In [1]:
%matplotlib inline
import seaborn
import numpy, scipy, IPython.display as ipd, matplotlib.pyplot as plt
import librosa, librosa.display
plt.rcParams['figure.figsize'] = (14, 5)

Pitch Transcription Exercise¶

Load an audio file.

In [2]:
filename = 'audio/simple_piano.wav'
x, sr = librosa.load(filename)

Play the audio file.

In [3]:
ipd.Audio(x, rate=sr)
Out[3]:

Display the CQT of the signal.

In [4]:
bins_per_octave = 36
cqt = librosa.cqt(x, sr=sr, n_bins=300, bins_per_octave=bins_per_octave)
log_cqt = librosa.logamplitude(cqt)
In [5]:
cqt.shape
Out[5]:
(300, 166)
In [6]:
librosa.display.specshow(log_cqt, sr=sr, x_axis='time', y_axis='cqt_note', 
                         bins_per_octave=bins_per_octave)
Out[6]:
<matplotlib.axes._subplots.AxesSubplot at 0x117cf2510>

Goal: Identify the pitch of each note and replace each note with a pure tone of that pitch.

Step 1: Detect Onsets¶

To accurately detect onsets, it may be helpful to see what the novelty function looks like:

In [7]:
hop_length = 100
onset_env = librosa.onset.onset_strength(x, sr=sr, hop_length=hop_length)
In [8]:
plt.plot(onset_env)
plt.xlim(0, len(onset_env))
Out[8]:
(0, 850)

Among the obvious large peaks, there are many smaller peaks. We want to choose parameters which preserve the large peaks while ignoring the small peaks.

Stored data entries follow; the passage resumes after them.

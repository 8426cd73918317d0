//! Nested catalog/schema/table filter configuration.

use super::PatternFilter;
use crate::error::ConfigError;

/// A table include rule with the column filter that applies to its tables.
#[derive(Debug, Clone)]
pub struct IncludeTableFilter {
    tables: PatternFilter,
    /// Filter applied to the columns of matching tables.
    pub columns: PatternFilter,
}

impl IncludeTableFilter {
    /// Include tables matching `pattern` with every column.
    pub fn new(pattern: &str) -> Result<Self, ConfigError> {
        Ok(Self {
            tables: PatternFilter::everything().include(pattern)?,
            columns: PatternFilter::everything(),
        })
    }

    /// Include every table with every column.
    pub fn all() -> Self {
        Self {
            tables: PatternFilter::everything(),
            columns: PatternFilter::everything(),
        }
    }

    /// Replace the column filter.
    pub fn with_columns(mut self, columns: PatternFilter) -> Self {
        self.columns = columns;
        self
    }

    /// Whether this rule covers the table.
    pub fn matches(&self, table: &str) -> bool {
        self.tables.included(table)
    }
}

/// Table and column rules of one schema.
#[derive(Debug, Clone)]
pub struct TableFilter {
    includes: Vec<IncludeTableFilter>,
    excludes: PatternFilter,
}

impl TableFilter {
    /// Create a table filter. An excludes filter with no rules excludes nothing.
    pub fn new(includes: Vec<IncludeTableFilter>, excludes: Vec<&str>) -> Result<Self, ConfigError> {
        let excludes = if excludes.is_empty() {
            PatternFilter::nothing()
        } else {
            PatternFilter::from_patterns(excludes, Vec::<&str>::new())?
        };
        Ok(Self { includes, excludes })
    }

    /// Include every table and column.
    pub fn everything() -> Self {
        Self {
            includes: vec![IncludeTableFilter::all()],
            excludes: PatternFilter::nothing(),
        }
    }

    /// Whether the table is in scope.
    pub fn is_include_table(&self, table: &str) -> bool {
        self.include_table_column_filter(table).is_some()
    }

    /// Column filter for a table, or `None` when the table is not in scope.
    ///
    /// The first include rule matching the table wins.
    pub fn include_table_column_filter(&self, table: &str) -> Option<&PatternFilter> {
        if self.excludes.included(table) {
            return None;
        }
        self.includes
            .iter()
            .find(|include| include.matches(table))
            .map(|include| &include.columns)
    }
}

impl Default for TableFilter {
    fn default() -> Self {
        Self::everything()
    }
}

/// Filters for one schema within a catalog.
#[derive(Debug, Clone)]
pub struct SchemaFilter {
    /// Schema name, `None` for databases without schemas.
    pub name: Option<String>,
    /// Table and column rules.
    pub tables: TableFilter,
    /// Procedure name rules.
    pub procedures: PatternFilter,
}

impl SchemaFilter {
    /// Create a schema filter.
    pub fn new(name: Option<&str>, tables: TableFilter, procedures: PatternFilter) -> Self {
        Self {
            name: name.map(String::from),
            tables,
            procedures,
        }
    }

    /// Include every table, column and procedure.
    pub fn everything(name: Option<&str>) -> Self {
        Self::new(name, TableFilter::everything(), PatternFilter::everything())
    }
}

/// Filters for one catalog.
#[derive(Debug, Clone)]
pub struct CatalogFilter {
    /// Catalog name, `None` for databases without catalogs.
    pub name: Option<String>,
    /// Schemas to walk, in order.
    pub schemas: Vec<SchemaFilter>,
}

impl CatalogFilter {
    /// Create a catalog filter.
    pub fn new(name: Option<&str>, schemas: Vec<SchemaFilter>) -> Self {
        Self {
            name: name.map(String::from),
            schemas,
        }
    }
}

/// The full set of catalogs and schemas a load walks.
#[derive(Debug, Clone)]
pub struct FiltersConfig {
    catalogs: Vec<CatalogFilter>,
}

impl FiltersConfig {
    /// Create from an ordered list of catalogs.
    pub fn new(catalogs: Vec<CatalogFilter>) -> Self {
        Self { catalogs }
    }

    /// A single unnamed catalog and schema including everything.
    pub fn everything() -> Self {
        Self::new(vec![CatalogFilter::new(None, vec![SchemaFilter::everything(None)])])
    }

    /// Configured catalogs in order.
    pub fn catalogs(&self) -> &[CatalogFilter] {
        &self.catalogs
    }

    /// Find the schema filter for a catalog/schema pair.
    pub fn schema_filter(&self, catalog: Option<&str>, schema: Option<&str>) -> Option<&SchemaFilter> {
        self.catalogs
            .iter()
            .filter(|c| c.name.as_deref() == catalog)
            .flat_map(|c| c.schemas.iter())
            .find(|s| s.name.as_deref() == schema)
    }

    /// Table filter for a catalog/schema pair.
    pub fn table_filter(&self, catalog: Option<&str>, schema: Option<&str>) -> Option<&TableFilter> {
        self.schema_filter(catalog, schema).map(|s| &s.tables)
    }

    /// Procedure filter for a catalog/schema pair. `None` means nothing is in scope.
    pub fn procedures_filter(&self, catalog: Option<&str>, schema: Option<&str>) -> Option<&PatternFilter> {
        self.schema_filter(catalog, schema).map(|s| &s.procedures)
    }
}

impl Default for FiltersConfig {
    fn default() -> Self {
        Self::everything()
    }
}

Next, we try to detect onsets. For more details, see librosa.onset.onset_detect and librosa.util.peak_pick.

In [9]:
onset_samples = librosa.onset.onset_detect(x,
                                           sr=sr, units='samples', 
                                           hop_length=hop_length, 
                                           backtrack=False,
                                           pre_max=20,
                                           post_max=20,
                                           pre_avg=100,
                                           post_avg=100,
                                           delta=0.2,
                                           wait=0)
In [10]:
onset_samples
Out[10]:
array([ 5800, 11300, 22300, 33300, 44300, 55300, 66400])

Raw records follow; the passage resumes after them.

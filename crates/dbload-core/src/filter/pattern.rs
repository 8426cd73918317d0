//! Name pattern filters.

use crate::error::ConfigError;
use regex::Regex;
use std::fmt;

/// Inclusion/exclusion rules over simple object names.
///
/// Patterns are regular expressions that must match the whole name.
#[derive(Debug, Clone)]
pub struct PatternFilter {
    includes: Vec<Regex>,
    excludes: Vec<Regex>,
    nothing: bool,
}

impl PatternFilter {
    /// A filter with no rules, which includes every name.
    pub fn everything() -> Self {
        Self {
            includes: Vec::new(),
            excludes: Vec::new(),
            nothing: false,
        }
    }

    /// A filter that includes no name at all.
    pub fn nothing() -> Self {
        Self {
            includes: Vec::new(),
            excludes: Vec::new(),
            nothing: true,
        }
    }

    /// Build a filter from include and exclude patterns.
    ///
    /// With no includes, every name not excluded is included.
    pub fn from_patterns<I, E>(includes: I, excludes: E) -> Result<Self, ConfigError>
    where
        I: IntoIterator,
        I::Item: AsRef<str>,
        E: IntoIterator,
        E::Item: AsRef<str>,
    {
        let mut filter = Self::everything();
        for pattern in includes {
            filter = filter.include(pattern.as_ref())?;
        }
        for pattern in excludes {
            filter = filter.exclude(pattern.as_ref())?;
        }
        Ok(filter)
    }

    /// Add an include pattern.
    pub fn include(mut self, pattern: &str) -> Result<Self, ConfigError> {
        self.includes.push(compile(pattern)?);
        self.nothing = false;
        Ok(self)
    }

    /// Add an exclude pattern.
    pub fn exclude(mut self, pattern: &str) -> Result<Self, ConfigError> {
        self.excludes.push(compile(pattern)?);
        Ok(self)
    }

    /// Whether the name passes this filter.
    pub fn included(&self, name: &str) -> bool {
        if self.nothing {
            return false;
        }
        if !self.includes.is_empty() && !self.includes.iter().any(|p| p.is_match(name)) {
            return false;
        }
        !self.excludes.iter().any(|p| p.is_match(name))
    }

    /// True when this filter matches nothing, so work guarded by it can be skipped.
    pub fn is_empty(&self) -> bool {
        self.nothing
    }
}

impl Default for PatternFilter {
    fn default() -> Self {
        Self::everything()
    }
}

impl fmt::Display for PatternFilter {
    fn fmt(&self, f: &mut fmt::Formatter<'_>) -> fmt::Result {
        if self.nothing {
            return write!(f, "NONE");
        }
        if self.includes.is_empty() && self.excludes.is_empty() {
            return write!(f, "ALL");
        }
        let mut first = true;
        for p in &self.includes {
            if !first {
                write!(f, " ")?;
            }
            write!(f, "+({})", pattern_source(p))?;
            first = false;
        }
        for p in &self.excludes {
            if !first {
                write!(f, " ")?;
            }
            write!(f, "-({})", pattern_source(p))?;
            first = false;
        }
        Ok(())
    }
}

fn compile(pattern: &str) -> Result<Regex, ConfigError> {
    Regex::new(&format!("^(?:{pattern})$")).map_err(|source| ConfigError::InvalidPattern {
        pattern: pattern.to_string(),
        source,
    })
}

fn pattern_source(regex: &Regex) -> &str {
    let src = regex.as_str();
    src.strip_prefix("^(?:")
        .and_then(|s| s.strip_suffix(")$"))
        .unwrap_or(src)
}

#[cfg(test)]
mod tests {
    use super::*;

    #[test]
    fn test_everything_includes_all() {
        let filter = PatternFilter::everything();
        assert!(filter.included("EMP"));
        assert!(filter.included(""));
        assert!(!filter.is_empty());
    }

    #[test]
    fn test_nothing_is_empty() {
        let filter = PatternFilter::nothing();
        assert!(!filter.included("EMP"));
        assert!(filter.is_empty());
        assert_eq!(filter.to_string(), "NONE");
    }

    #[test]
    fn test_include_requires_full_match() {
        let filter = PatternFilter::everything().include("EMP.*").unwrap();
        assert!(filter.included("EMPLOYEE"));
        assert!(!filter.included("XEMP"));
    }

    #[test]
    fn test_exclude_wins_over_include() {
        let filter = PatternFilter::from_patterns(["EMP.*"], ["EMP_AUDIT"]).unwrap();
        assert!(filter.included("EMP"));
        assert!(!filter.included("EMP_AUDIT"));
    }

    #[test]
    fn test_exclude_only() {
        let filter = PatternFilter::from_patterns(Vec::<&str>::new(), ["tmp_.*"]).unwrap();
        assert!(filter.included("users"));
        assert!(!filter.included("tmp_users"));
    }

    #[test]
    fn test_include_revives_nothing() {
        let filter = PatternFilter::nothing().include("proc_.*").unwrap();
        assert!(!filter.is_empty());
        assert!(filter.included("proc_a"));
    }

    #[test]
    fn test_invalid_pattern() {
        let err = PatternFilter::everything().include("(").unwrap_err();
        assert!(matches!(err, ConfigError::InvalidPattern { .. }));
    }

    #[test]
    fn test_display() {
        let filter = PatternFilter::from_patterns(["A.*"], ["AB"]).unwrap();
        assert_eq!(filter.to_string(), "+(A.*) -(AB)");
        assert_eq!(PatternFilter::everything().to_string(), "ALL");
    }
}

Let's pad the onsets with the beginning and end of the signal.

In [11]:
onset_boundaries = numpy.concatenate([[0], onset_samples, [len(x)]])
In [12]:
print onset_boundaries
[    0  5800 11300 22300 33300 44300 55300 66400 84928]

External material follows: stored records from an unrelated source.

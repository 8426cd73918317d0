//! Vendor type adapters.
//!
//! An adapter turns the raw type information of a metadata row into an
//! [`Attribute`], applying whatever canonicalization its vendor needs.

use crate::model::Attribute;
use crate::types;

/// Vendor-specific attribute construction.
pub trait DbAdapter {
    /// Build an attribute from raw column metadata.
    ///
    /// `max_length` and `precision` use `-1` for "not applicable".
    fn build_attribute(
        &self,
        name: &str,
        type_name: &str,
        type_code: i32,
        max_length: i32,
        precision: i32,
        allow_nulls: bool,
    ) -> Attribute;

    /// Whether fractional precision is meaningful for the type code.
    fn is_decimal(&self, type_code: i32) -> bool {
        types::is_decimal(type_code)
    }
}

/// Generic adapter that keeps the reported type as-is.
#[derive(Debug, Clone, Copy, Default)]
pub struct JdbcAdapter;

impl DbAdapter for JdbcAdapter {
    fn build_attribute(
        &self,
        name: &str,
        type_name: &str,
        type_code: i32,
        max_length: i32,
        precision: i32,
        allow_nulls: bool,
    ) -> Attribute {
        let mut attr = Attribute::new(name, type_name.trim().to_ascii_uppercase(), type_code)
            .with_nullable(allow_nulls);
        if max_length >= 0 {
            attr = attr.with_max_length(max_length);
        }
        if precision >= 0 {
            attr = attr.with_precision(precision);
        }
        attr
    }
}

/// MySQL adapter.
///
/// MySQL reports unsigned integers with an ` UNSIGNED` suffix and the
/// signed type code; an unsigned `INT` does not fit the signed 32-bit
/// range, so it is widened to `BIGINT`.
#[derive(Debug, Clone, Copy, Default)]
pub struct MySqlAdapter;

impl DbAdapter for MySqlAdapter {
    fn build_attribute(
        &self,
        name: &str,
        type_name: &str,
        type_code: i32,
        max_length: i32,
        precision: i32,
        allow_nulls: bool,
    ) -> Attribute {
        let upper = type_name.trim().to_ascii_uppercase();
        let (type_name, type_code) = match upper.strip_suffix(" UNSIGNED") {
            Some(base) if type_code == types::INTEGER => (base.to_string(), types::BIGINT),
            Some(base) => (base.to_string(), type_code),
            None => (upper, type_code),
        };
        JdbcAdapter.build_attribute(name, &type_name, type_code, max_length, precision, allow_nulls)
    }
}

/// Pick an adapter for a database product name.
pub fn adapter_for_product(product_name: &str) -> Box<dyn DbAdapter> {
    match product_name {
        "MySQL" => Box::new(MySqlAdapter),
        _ => Box::new(JdbcAdapter),
    }
}

#[cfg(test)]
mod tests {
    use super::*;

    #[test]
    fn test_jdbc_adapter() {
        let attr = JdbcAdapter.build_attribute("SALARY", "decimal ", types::DECIMAL, 10, 2, true);

        assert_eq!(attr.type_name, "DECIMAL");
        assert_eq!(attr.max_length, 10);
        assert_eq!(attr.precision, 2);
        assert!(attr.nullable);
    }

    #[test]
    fn test_jdbc_adapter_negative_sizes() {
        let attr = JdbcAdapter.build_attribute("NOTE", "TEXT", types::VARCHAR, -1, -1, false);

        assert_eq!(attr.max_length, -1);
        assert_eq!(attr.precision, -1);
        assert!(!attr.nullable);
    }

    #[test]
    fn test_mysql_unsigned_int_widened() {
        let attr = MySqlAdapter.build_attribute("ID", "INT UNSIGNED", types::INTEGER, 10, -1, false);
        assert_eq!(attr.type_name, "INT");
        assert_eq!(attr.type_code, types::BIGINT);

        let attr = MySqlAdapter.build_attribute("N", "SMALLINT UNSIGNED", types::SMALLINT, 5, -1, false);
        assert_eq!(attr.type_name, "SMALLINT");
        assert_eq!(attr.type_code, types::SMALLINT);
    }

    #[test]
    fn test_adapter_for_product() {
        let adapter = adapter_for_product("MySQL");
        let attr = adapter.build_attribute("ID", "INT UNSIGNED", types::INTEGER, 10, -1, false);
        assert_eq!(attr.type_code, types::BIGINT);

        assert!(adapter_for_product("SQLite").is_decimal(types::NUMERIC));
    }
}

Convert the onsets to units of seconds:

In [13]:
onset_times = librosa.samples_to_time(onset_boundaries, sr=sr)
In [14]:
onset_times
Out[14]:
array([ 0.        ,  0.26303855,  0.51247166,  1.01133787,  1.51020408,
        2.00907029,  2.50793651,  3.01133787,  3.85160998])

Display the results of the onset detection:

In [15]:
librosa.display.waveplot(x, sr=sr)
plt.vlines(onset_times, -1, 1, color='r')
Out[15]:
<matplotlib.collections.LineCollection at 0x10a3b3d90>

Step 2: Estimate Pitch¶

Estimate pitch using the autocorrelation method:

In [16]:
def estimate_pitch(segment, sr, fmin=50.0, fmax=2000.0):
    
    # Compute autocorrelation of input segment.
    r = librosa.autocorrelate(segment)
    
    # Define lower and upper limits for the autocorrelation argmax.
    i_min = sr/fmax
    i_max = sr/fmin
    r[:int(i_min)] = 0
    r[int(i_max):] = 0
    
    # Find the location of the maximum autocorrelation.
    i = r.argmax()
    f0 = float(sr)/i
    return f0

Step 3: Generate Pure Tone¶

Create a function to generate a pure tone at the specified frequency:

In [17]:
def generate_sine(f0, sr, n_duration):
    n = numpy.arange(n_duration)
    return 0.2*numpy.sin(2*numpy.pi*f0*n/float(sr))

Step 4: Put it together¶

Create a helper function for use in a list comprehension:

In [18]:
def estimate_pitch_and_generate_sine(x, onset_samples, i, sr):
    n0 = onset_samples[i]
    n1 = onset_samples[i+1]
    f0 = estimate_pitch(x[n0:n1], sr)
    return generate_sine(f0, sr, n1-n0)

Use a list comprehension to concatenate the synthesized segments:

In [19]:
y = numpy.concatenate([
    estimate_pitch_and_generate_sine(x, onset_boundaries, i, sr=sr)
    for i in range(len(onset_boundaries)-1)
])

Play the synthesized transcription.

In [20]:
ipd.Audio(y, rate=sr)
Out[20]: